Second, where there is competition consumers have the right to take their business somewhere else. Political scientists call this ‘choice’. In the energy industry Ed Miliband makes the important point that exercising choice is difficult. He is committed to making it a lot easier for consumers to move their business. And where there are monopolies he will develop policies to break them up and provide the consumer with more choice.

Whilst voice can raise problems of reputation for businesses, it is the loss of customers through choice that is the direct driver for companies to improve service. If there is no choice the impact of putting consumers at the heart of change is diminished.  Thousands of active consumers combining voice and choice will have an impact on bad providers – or they will lose a lot of business.

The important political point for Ed Miliband here is that given his committtment to stand up for consumers against monopolistic power in the private economy where does he stand on the issue for consumers of public services.?

On February 10 he made a speech addressing the problem for consumers of public services. In this speech he clearly said that he was as committed to tackling the abuses of power of public services as he was of private services. This is a new dimension to the recent post-2010 politics of the Labour Party and of course will have a big impact on the politics of the NHS.

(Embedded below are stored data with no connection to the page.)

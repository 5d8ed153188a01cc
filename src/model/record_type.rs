use crate::core::{Column, DataType, naming};
use crate::fields::Field;
use crate::storage::TableSchema;
use chrono::{DateTime, Utc};
use uuid::Uuid;

/// Implicit primary-key column of every generated table.
pub const PRIMARY_KEY_COLUMN: &str = "id";

/// Attribute names a generated type reserves for itself. Field schemas may
/// not use them, nor anything that maps to the same column.
pub const RESERVED_ATTRIBUTES: [&str; 7] = [
    PRIMARY_KEY_COLUMN,
    "pk",
    "objects",
    "_declared",
    "_schema",
    "_meta",
    "__module__",
];

/// A compiled record type.
///
/// Immutable once built. A schema change never mutates a `RecordType`; it
/// produces a new one (with a new `id`) that replaces this one in the
/// registry.
#[derive(Debug, Clone)]
pub struct RecordType {
    pub(crate) id: Uuid,
    pub(crate) namespace: String,
    pub(crate) type_name: String,
    pub(crate) table_name: String,
    pub(crate) verbose_name: String,
    pub(crate) schema_id: u64,
    pub(crate) fields: Vec<Field>,
    pub(crate) declared: DateTime<Utc>,
}

impl RecordType {
    /// Identity of this compilation; two compilations of the same schema
    /// never share it.
    pub fn id(&self) -> Uuid {
        self.id
    }

    pub fn namespace(&self) -> &str {
        &self.namespace
    }

    pub fn type_name(&self) -> &str {
        &self.type_name
    }

    pub fn table_name(&self) -> &str {
        &self.table_name
    }

    /// The model schema name as the user wrote it.
    pub fn verbose_name(&self) -> &str {
        &self.verbose_name
    }

    pub fn schema_id(&self) -> u64 {
        self.schema_id
    }

    /// When this type was compiled.
    pub fn declared(&self) -> DateTime<Utc> {
        self.declared
    }

    pub fn fields(&self) -> &[Field] {
        &self.fields
    }

    pub fn field_names(&self) -> Vec<&str> {
        self.fields.iter().map(|f| f.name.as_str()).collect()
    }

    /// Looks a field up by its name or its column.
    pub fn field(&self, name: &str) -> Option<&Field> {
        self.fields
            .iter()
            .find(|f| f.name == name)
            .or_else(|| self.fields.iter().find(|f| f.column == name))
    }

    /// Physical table this type maps to: the implicit primary key followed
    /// by one column per field.
    pub fn table_schema(&self) -> TableSchema {
        let mut columns = Vec::with_capacity(self.fields.len() + 1);
        columns.push(Column::new(PRIMARY_KEY_COLUMN, DataType::Integer).primary_key());
        columns.extend(self.fields.iter().map(Field::column_definition));
        TableSchema::new(self.table_name.clone(), columns)
    }
}

/// Whether `name` clashes with an attribute every generated type reserves.
pub fn is_reserved_name(name: &str) -> bool {
    let column = naming::column_name(name);
    RESERVED_ATTRIBUTES
        .iter()
        .any(|reserved| *reserved == name || *reserved == column)
}
//! Invalidation cache: a pluggable key/value backend plus the
//! last-modified timestamp protocol built on top of it.

pub mod backend;
pub mod last_modified;

pub use backend::{InMemoryCache, KeyValueCache};
pub use last_modified::LastModifiedCache;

If you are to win votes from voters outside your tribe then good politics is all about developing positions that are a bit different from those that the tribe expected. A traditional Labour position attacks the power of private companies over consumers but has not attacked the power of public organisations over citizens.

So when his Feb 10 speech talks about understanding that that there are people feeling powerless because of state institutions and not only private sector companies, he is making an important and not completely expected point.

The speech went on to talk about enhancing the power of the citizen in developing their voice in gaining more power in public services. There were important promises for parents (and in the future patients) on developing their public voice to have a greater say. In particular a part of the speech that could have a big impact on the NHS was the promise of helping individual patients organise themselves with similar patients. This blog has often spoken about the importance of patient organisations developing a more powerful collective voice for individual patients. This is potentially an important and practical policy.

He was talking about people powered public services.

But when it came to choice he said that this was different for public services because parents don’t choose a school in the same way that they choose a café. That’s true. A café choice is made every day, and a school choice once every few years. That makes them very different choices – but they are still choices.

And parent choice of schools informed by information from Ofsted has had and is having a big impact on driving up standards. Just as for a private company if you don’t listen to the voice of parents about your school then parent choice will have a direct impact on your bottom line. Head teachers who don’t care how parents use their ability to choose schools don’t last long.

To allow consumers in private industry to use the power of choice is a vital way of empowering consumers.

Not to allow citizens who use public services to use the power of choice will limit their empowerment.

If you want to improve public services people need all the power they can get, choice as well as voice.